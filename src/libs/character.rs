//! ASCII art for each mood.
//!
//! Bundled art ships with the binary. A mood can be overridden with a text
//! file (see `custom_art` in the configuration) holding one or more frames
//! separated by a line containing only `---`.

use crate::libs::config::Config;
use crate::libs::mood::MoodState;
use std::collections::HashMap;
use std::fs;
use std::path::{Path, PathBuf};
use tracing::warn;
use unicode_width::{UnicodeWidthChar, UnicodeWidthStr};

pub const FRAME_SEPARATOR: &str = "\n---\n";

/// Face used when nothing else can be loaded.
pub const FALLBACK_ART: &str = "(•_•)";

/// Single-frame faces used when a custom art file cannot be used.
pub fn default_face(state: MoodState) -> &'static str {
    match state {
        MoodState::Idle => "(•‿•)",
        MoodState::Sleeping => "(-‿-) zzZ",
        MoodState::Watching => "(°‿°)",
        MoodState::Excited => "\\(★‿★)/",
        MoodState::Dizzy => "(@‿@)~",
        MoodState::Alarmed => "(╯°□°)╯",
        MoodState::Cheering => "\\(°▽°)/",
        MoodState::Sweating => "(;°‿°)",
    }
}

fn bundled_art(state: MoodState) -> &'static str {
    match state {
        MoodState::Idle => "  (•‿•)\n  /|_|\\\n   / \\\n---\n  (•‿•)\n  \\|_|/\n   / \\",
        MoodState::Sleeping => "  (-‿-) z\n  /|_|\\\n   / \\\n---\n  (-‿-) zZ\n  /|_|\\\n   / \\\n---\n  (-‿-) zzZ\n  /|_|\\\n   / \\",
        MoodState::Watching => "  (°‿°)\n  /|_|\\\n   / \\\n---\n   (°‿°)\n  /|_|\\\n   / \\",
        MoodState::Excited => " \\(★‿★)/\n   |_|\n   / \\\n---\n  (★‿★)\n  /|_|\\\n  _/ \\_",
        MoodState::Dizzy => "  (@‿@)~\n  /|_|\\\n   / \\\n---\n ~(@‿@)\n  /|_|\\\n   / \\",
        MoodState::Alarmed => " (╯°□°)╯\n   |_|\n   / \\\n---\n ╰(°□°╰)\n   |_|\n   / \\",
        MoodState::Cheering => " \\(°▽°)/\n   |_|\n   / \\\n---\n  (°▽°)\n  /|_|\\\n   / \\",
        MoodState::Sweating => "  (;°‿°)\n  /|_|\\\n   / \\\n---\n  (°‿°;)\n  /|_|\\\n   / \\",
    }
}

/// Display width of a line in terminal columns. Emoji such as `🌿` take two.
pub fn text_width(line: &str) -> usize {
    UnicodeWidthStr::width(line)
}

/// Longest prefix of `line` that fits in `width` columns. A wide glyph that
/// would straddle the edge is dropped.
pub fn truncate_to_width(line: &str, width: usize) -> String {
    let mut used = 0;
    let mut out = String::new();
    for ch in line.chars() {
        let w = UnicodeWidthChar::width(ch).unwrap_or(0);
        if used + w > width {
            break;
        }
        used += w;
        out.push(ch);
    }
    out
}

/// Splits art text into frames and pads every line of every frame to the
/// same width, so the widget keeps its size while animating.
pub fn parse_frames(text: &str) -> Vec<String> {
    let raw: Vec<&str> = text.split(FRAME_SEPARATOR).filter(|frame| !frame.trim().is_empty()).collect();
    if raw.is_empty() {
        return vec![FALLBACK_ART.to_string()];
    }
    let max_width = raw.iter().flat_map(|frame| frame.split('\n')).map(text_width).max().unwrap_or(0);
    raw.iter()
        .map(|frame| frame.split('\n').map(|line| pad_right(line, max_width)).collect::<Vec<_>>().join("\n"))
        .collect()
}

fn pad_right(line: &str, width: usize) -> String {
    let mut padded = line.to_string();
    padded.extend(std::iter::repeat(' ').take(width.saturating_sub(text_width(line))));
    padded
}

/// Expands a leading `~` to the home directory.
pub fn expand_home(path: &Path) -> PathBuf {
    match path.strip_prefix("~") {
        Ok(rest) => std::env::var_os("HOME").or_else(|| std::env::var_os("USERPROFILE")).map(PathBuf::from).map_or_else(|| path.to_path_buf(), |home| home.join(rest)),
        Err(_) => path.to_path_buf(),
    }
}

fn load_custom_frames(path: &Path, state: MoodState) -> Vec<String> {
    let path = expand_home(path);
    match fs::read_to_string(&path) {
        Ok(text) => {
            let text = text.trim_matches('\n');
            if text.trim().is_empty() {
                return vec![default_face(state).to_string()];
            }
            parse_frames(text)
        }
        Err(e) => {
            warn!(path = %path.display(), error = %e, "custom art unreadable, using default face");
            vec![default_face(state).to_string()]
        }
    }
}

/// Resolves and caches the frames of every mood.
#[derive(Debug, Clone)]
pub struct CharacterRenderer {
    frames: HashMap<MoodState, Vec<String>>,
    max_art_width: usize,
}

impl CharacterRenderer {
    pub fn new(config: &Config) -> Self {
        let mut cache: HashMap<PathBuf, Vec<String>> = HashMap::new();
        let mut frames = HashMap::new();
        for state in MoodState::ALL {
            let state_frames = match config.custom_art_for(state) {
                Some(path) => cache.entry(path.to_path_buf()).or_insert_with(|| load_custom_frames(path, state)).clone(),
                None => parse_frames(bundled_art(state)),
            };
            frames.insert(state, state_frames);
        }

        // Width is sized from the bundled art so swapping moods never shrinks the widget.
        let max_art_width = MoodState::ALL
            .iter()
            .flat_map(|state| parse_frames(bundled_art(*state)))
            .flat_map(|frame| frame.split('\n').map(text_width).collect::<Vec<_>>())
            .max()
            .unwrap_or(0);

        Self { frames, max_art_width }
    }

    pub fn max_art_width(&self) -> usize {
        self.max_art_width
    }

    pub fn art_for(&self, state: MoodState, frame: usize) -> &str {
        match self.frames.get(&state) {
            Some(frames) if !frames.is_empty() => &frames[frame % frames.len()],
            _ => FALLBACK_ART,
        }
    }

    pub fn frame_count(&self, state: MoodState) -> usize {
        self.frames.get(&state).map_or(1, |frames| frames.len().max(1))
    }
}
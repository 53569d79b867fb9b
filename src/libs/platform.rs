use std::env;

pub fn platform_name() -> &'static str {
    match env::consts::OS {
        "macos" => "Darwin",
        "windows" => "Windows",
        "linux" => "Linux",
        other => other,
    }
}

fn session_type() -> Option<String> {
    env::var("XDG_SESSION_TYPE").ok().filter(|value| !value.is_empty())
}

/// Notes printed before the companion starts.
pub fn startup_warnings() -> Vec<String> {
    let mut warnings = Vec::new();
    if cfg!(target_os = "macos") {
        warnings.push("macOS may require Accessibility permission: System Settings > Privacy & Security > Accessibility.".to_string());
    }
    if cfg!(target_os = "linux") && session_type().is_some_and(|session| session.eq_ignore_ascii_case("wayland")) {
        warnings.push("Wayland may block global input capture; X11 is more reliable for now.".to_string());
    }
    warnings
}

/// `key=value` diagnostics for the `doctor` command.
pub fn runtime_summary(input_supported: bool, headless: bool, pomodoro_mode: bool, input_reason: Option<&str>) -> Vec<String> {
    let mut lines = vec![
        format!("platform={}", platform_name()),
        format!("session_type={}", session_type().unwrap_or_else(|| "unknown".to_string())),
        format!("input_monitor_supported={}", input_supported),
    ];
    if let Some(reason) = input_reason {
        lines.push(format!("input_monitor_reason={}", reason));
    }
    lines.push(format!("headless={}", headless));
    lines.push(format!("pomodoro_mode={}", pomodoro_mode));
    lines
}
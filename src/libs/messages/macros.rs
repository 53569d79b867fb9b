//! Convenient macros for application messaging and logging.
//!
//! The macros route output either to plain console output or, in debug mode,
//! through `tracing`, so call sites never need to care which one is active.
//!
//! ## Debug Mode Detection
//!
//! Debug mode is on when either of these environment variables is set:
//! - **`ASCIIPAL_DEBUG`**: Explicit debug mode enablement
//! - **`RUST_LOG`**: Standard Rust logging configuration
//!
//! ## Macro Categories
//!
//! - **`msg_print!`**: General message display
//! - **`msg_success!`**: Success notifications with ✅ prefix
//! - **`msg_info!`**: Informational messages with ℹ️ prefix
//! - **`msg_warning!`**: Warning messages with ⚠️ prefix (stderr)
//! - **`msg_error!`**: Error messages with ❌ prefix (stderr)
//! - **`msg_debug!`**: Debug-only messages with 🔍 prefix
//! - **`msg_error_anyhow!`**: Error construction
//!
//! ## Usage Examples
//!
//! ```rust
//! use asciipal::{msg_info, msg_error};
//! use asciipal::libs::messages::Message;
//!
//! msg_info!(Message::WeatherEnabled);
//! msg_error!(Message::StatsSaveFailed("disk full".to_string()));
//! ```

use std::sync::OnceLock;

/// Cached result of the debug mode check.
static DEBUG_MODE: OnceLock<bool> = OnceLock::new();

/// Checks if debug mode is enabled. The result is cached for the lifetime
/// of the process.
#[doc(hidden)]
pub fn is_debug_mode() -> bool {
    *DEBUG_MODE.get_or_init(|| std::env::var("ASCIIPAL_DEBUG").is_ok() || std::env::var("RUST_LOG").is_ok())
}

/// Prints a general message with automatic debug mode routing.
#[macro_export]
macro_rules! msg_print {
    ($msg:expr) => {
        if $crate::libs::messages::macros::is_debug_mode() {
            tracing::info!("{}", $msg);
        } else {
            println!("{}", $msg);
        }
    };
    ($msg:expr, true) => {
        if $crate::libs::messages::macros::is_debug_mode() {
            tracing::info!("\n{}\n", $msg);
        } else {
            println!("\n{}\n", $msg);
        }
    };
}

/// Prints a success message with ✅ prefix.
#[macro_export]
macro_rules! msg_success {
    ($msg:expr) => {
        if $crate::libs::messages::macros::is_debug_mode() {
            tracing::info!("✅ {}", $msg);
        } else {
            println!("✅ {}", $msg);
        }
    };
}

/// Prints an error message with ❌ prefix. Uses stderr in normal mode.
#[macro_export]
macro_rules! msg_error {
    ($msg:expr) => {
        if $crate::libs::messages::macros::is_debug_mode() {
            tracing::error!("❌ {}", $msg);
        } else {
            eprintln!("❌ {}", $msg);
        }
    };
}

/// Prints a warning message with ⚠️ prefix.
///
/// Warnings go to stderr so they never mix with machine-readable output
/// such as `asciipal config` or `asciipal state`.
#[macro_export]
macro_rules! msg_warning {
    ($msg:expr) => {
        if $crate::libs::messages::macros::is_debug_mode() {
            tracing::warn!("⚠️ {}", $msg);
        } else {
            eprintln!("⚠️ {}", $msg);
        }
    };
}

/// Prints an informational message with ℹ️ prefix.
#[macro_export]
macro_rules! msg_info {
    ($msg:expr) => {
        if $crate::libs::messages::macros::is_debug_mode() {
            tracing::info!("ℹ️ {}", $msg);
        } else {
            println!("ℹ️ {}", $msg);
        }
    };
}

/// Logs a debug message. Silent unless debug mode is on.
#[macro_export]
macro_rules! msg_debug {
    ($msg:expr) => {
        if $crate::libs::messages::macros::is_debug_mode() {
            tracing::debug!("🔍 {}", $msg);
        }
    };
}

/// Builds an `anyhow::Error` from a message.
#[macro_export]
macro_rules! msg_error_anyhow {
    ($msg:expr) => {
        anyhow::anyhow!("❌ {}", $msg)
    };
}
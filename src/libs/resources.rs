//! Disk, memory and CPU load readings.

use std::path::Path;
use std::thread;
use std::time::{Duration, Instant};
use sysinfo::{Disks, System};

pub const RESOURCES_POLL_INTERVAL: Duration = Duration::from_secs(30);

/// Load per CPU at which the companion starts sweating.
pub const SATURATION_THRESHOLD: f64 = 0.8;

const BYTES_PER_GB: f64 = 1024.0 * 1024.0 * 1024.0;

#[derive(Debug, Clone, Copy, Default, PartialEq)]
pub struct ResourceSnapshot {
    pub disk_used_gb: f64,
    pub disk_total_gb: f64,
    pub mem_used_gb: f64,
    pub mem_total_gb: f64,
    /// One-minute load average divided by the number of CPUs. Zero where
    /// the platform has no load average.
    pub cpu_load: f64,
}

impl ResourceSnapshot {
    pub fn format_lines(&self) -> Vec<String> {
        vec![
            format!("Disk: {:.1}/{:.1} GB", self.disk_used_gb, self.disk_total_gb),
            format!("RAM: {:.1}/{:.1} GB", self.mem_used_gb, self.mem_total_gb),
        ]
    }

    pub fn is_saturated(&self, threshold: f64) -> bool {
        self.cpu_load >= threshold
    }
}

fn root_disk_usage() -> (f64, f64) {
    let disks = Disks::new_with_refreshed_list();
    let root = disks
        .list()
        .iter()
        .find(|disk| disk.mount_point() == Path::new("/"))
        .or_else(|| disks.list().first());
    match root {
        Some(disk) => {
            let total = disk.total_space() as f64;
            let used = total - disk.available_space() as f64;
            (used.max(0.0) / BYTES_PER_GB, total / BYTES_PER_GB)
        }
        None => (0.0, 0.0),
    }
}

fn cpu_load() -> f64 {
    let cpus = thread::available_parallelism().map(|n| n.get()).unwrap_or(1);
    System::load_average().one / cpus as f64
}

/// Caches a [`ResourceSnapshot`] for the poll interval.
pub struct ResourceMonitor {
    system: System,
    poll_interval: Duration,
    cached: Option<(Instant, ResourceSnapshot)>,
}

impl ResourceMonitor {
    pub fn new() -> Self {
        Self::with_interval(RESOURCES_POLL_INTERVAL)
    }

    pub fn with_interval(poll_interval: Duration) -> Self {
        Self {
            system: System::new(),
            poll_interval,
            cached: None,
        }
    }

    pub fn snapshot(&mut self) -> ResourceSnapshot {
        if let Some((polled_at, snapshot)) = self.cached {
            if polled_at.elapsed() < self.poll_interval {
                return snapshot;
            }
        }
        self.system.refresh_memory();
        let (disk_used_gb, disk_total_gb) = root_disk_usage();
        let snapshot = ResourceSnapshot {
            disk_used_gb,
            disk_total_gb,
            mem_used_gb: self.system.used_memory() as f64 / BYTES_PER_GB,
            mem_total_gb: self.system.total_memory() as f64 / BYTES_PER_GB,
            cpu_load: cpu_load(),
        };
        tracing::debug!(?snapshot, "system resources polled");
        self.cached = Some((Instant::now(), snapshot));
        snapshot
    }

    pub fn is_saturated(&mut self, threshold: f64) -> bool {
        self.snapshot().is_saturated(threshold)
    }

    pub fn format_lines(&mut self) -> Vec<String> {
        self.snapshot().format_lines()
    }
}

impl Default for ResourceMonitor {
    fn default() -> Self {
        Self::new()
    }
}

*DIRECTIONS FOR THIS TASK*:
Copy exactly the lines of the listing above, beginning at the line with "pub fn format_lines(&mut" and ending at its final line; write out nothing else.

*RESULT OF THE TASK*:
    pub fn format_lines(&mut self) -> Vec<String> {
        self.snapshot().format_lines()
    }
}

impl Default for ResourceMonitor {
    fn default() -> Self {
        Self::new()
    }
}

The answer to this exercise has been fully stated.